* Task description *
Return each line of the listing that contains the string "ratatui".
(Beginning of Dataset content)
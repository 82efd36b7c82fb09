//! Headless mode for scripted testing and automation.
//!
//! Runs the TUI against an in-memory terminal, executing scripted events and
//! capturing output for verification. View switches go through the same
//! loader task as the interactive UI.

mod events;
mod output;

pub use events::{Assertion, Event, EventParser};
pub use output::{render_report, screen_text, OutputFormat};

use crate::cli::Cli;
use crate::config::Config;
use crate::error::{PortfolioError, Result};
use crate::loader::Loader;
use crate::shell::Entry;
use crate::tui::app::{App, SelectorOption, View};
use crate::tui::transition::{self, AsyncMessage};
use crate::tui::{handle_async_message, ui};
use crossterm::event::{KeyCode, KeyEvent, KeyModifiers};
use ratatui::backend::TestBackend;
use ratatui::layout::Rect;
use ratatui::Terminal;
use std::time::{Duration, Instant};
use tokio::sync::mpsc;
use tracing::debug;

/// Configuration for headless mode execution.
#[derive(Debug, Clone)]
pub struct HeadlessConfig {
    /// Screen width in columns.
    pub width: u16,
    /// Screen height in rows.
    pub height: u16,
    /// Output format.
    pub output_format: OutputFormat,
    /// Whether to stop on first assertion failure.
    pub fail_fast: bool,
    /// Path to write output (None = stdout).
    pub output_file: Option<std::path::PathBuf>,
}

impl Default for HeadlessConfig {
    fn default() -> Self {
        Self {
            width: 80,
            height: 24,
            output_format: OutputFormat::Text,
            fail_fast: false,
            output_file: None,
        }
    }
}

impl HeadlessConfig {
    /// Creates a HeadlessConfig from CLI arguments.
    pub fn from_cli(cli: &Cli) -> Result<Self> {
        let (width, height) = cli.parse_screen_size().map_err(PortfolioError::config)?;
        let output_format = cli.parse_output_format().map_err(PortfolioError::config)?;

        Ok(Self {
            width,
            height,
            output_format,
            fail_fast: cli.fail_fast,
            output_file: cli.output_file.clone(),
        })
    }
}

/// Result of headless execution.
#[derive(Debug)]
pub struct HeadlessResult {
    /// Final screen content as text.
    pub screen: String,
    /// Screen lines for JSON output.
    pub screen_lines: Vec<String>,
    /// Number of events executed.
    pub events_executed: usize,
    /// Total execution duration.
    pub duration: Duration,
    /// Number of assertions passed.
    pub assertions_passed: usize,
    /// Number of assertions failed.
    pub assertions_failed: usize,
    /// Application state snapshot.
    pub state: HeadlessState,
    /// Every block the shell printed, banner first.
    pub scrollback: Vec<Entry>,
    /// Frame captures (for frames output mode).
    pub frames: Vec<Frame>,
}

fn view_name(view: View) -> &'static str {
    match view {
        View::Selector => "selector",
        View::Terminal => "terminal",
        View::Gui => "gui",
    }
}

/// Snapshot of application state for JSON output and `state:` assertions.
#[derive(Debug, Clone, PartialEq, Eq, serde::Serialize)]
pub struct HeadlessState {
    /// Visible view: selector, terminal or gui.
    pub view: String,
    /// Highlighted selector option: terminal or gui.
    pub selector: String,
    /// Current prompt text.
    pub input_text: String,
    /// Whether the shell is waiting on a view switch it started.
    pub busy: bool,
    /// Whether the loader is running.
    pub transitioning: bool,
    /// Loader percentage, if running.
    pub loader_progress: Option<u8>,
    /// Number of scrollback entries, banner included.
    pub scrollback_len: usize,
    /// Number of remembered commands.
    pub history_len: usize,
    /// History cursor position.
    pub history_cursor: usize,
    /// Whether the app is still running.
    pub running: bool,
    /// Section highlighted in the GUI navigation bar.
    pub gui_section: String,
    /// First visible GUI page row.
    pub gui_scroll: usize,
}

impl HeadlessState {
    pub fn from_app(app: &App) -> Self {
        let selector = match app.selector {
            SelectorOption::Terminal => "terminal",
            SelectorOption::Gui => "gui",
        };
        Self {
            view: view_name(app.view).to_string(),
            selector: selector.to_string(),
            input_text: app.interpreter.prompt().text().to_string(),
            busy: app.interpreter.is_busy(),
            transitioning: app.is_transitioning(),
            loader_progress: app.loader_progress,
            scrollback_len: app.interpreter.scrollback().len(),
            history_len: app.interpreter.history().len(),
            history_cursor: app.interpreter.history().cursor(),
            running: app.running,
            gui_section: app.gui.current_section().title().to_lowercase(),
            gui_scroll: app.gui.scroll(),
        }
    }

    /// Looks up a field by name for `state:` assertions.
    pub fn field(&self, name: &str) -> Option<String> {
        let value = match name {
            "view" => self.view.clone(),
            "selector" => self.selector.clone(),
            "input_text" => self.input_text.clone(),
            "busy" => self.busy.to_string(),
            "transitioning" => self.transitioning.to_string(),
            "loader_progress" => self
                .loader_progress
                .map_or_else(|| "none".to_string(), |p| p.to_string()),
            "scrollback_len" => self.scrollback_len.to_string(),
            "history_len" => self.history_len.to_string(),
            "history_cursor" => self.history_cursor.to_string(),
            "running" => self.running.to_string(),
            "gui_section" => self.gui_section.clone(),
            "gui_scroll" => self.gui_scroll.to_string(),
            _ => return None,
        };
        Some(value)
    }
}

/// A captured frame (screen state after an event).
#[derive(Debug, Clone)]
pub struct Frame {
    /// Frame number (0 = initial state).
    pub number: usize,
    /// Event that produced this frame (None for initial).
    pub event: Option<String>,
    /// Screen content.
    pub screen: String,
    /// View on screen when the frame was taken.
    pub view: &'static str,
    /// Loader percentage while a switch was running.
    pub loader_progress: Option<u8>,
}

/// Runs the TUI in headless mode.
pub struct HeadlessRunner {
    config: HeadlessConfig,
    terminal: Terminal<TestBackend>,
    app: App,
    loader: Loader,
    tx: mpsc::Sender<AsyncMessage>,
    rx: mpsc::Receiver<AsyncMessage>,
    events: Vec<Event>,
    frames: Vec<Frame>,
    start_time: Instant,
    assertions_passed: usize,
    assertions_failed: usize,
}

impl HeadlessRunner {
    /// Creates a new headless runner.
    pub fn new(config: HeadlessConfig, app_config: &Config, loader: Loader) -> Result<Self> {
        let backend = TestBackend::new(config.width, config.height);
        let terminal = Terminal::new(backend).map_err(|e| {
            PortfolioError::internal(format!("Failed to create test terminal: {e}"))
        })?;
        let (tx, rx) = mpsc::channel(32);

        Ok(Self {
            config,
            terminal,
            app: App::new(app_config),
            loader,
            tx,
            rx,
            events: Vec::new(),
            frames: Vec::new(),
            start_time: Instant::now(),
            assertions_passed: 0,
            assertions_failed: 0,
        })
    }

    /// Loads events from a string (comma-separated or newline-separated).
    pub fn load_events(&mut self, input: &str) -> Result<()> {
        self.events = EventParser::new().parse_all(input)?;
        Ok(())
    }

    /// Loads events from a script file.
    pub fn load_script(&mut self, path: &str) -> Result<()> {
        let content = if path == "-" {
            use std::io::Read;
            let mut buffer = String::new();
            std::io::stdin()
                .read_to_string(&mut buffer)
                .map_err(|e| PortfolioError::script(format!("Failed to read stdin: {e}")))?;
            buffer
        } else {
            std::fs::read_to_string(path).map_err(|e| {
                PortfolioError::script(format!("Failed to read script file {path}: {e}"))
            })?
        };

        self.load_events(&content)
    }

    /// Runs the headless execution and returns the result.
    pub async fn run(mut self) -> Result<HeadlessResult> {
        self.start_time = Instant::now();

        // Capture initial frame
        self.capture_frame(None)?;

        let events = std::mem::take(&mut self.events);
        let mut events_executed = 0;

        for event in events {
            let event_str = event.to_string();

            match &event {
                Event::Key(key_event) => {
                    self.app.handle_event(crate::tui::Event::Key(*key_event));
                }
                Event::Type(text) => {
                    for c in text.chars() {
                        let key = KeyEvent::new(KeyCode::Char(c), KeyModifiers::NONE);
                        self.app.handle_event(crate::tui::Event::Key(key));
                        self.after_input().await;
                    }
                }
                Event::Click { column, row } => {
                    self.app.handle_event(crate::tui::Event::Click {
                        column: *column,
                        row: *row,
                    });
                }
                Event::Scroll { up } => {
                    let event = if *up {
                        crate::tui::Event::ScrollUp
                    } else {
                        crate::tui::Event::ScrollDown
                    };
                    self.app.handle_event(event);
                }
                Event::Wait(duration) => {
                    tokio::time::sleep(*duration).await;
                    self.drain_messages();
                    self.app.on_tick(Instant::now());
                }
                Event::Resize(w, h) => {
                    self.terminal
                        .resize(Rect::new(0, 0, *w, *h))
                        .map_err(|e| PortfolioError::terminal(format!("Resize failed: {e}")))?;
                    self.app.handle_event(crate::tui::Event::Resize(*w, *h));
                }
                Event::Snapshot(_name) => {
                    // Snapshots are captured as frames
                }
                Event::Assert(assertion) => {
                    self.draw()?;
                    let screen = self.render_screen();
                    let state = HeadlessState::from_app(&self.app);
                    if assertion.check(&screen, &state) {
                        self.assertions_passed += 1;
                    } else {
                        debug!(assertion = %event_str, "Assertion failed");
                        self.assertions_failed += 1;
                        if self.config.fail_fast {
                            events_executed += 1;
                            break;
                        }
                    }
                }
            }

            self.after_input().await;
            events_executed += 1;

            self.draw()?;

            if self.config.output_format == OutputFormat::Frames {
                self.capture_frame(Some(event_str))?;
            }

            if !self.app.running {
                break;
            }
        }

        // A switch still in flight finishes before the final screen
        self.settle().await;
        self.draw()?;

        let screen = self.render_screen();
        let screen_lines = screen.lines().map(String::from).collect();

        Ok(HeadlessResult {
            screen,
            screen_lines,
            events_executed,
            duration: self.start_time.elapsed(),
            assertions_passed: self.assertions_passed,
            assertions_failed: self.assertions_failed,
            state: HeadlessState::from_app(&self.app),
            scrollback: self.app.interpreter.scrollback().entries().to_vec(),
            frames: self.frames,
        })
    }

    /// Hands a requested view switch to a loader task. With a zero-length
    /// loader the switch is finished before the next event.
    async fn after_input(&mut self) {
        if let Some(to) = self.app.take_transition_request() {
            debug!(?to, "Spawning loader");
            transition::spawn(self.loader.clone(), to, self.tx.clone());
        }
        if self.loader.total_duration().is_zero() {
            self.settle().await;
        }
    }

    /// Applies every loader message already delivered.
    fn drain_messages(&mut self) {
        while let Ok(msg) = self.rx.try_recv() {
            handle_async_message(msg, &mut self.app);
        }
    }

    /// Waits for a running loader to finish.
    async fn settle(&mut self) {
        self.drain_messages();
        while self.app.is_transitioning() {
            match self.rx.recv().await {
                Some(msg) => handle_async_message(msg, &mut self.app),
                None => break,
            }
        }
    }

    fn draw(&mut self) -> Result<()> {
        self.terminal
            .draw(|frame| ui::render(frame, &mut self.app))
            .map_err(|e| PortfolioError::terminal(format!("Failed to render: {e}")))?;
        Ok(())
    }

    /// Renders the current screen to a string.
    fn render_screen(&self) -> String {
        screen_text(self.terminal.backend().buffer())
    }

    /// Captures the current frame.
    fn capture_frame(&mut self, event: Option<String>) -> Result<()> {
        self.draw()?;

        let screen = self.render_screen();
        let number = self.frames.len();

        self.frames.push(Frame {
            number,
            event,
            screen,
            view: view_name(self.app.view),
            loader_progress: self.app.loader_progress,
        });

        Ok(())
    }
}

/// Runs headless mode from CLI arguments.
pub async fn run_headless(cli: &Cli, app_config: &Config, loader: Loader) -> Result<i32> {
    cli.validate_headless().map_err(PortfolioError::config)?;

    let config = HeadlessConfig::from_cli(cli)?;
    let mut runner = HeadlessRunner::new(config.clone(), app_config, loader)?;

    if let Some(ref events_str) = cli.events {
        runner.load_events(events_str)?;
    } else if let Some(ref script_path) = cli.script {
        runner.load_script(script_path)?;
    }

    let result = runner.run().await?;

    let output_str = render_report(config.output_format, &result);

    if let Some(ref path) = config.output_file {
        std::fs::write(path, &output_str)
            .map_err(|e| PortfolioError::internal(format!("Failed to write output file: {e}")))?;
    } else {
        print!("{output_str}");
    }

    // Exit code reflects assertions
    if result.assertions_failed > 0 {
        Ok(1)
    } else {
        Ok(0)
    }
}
(End of Dataset content)
* Answer box *
use ratatui::backend::TestBackend;
use ratatui::layout::Rect;
use ratatui::Terminal;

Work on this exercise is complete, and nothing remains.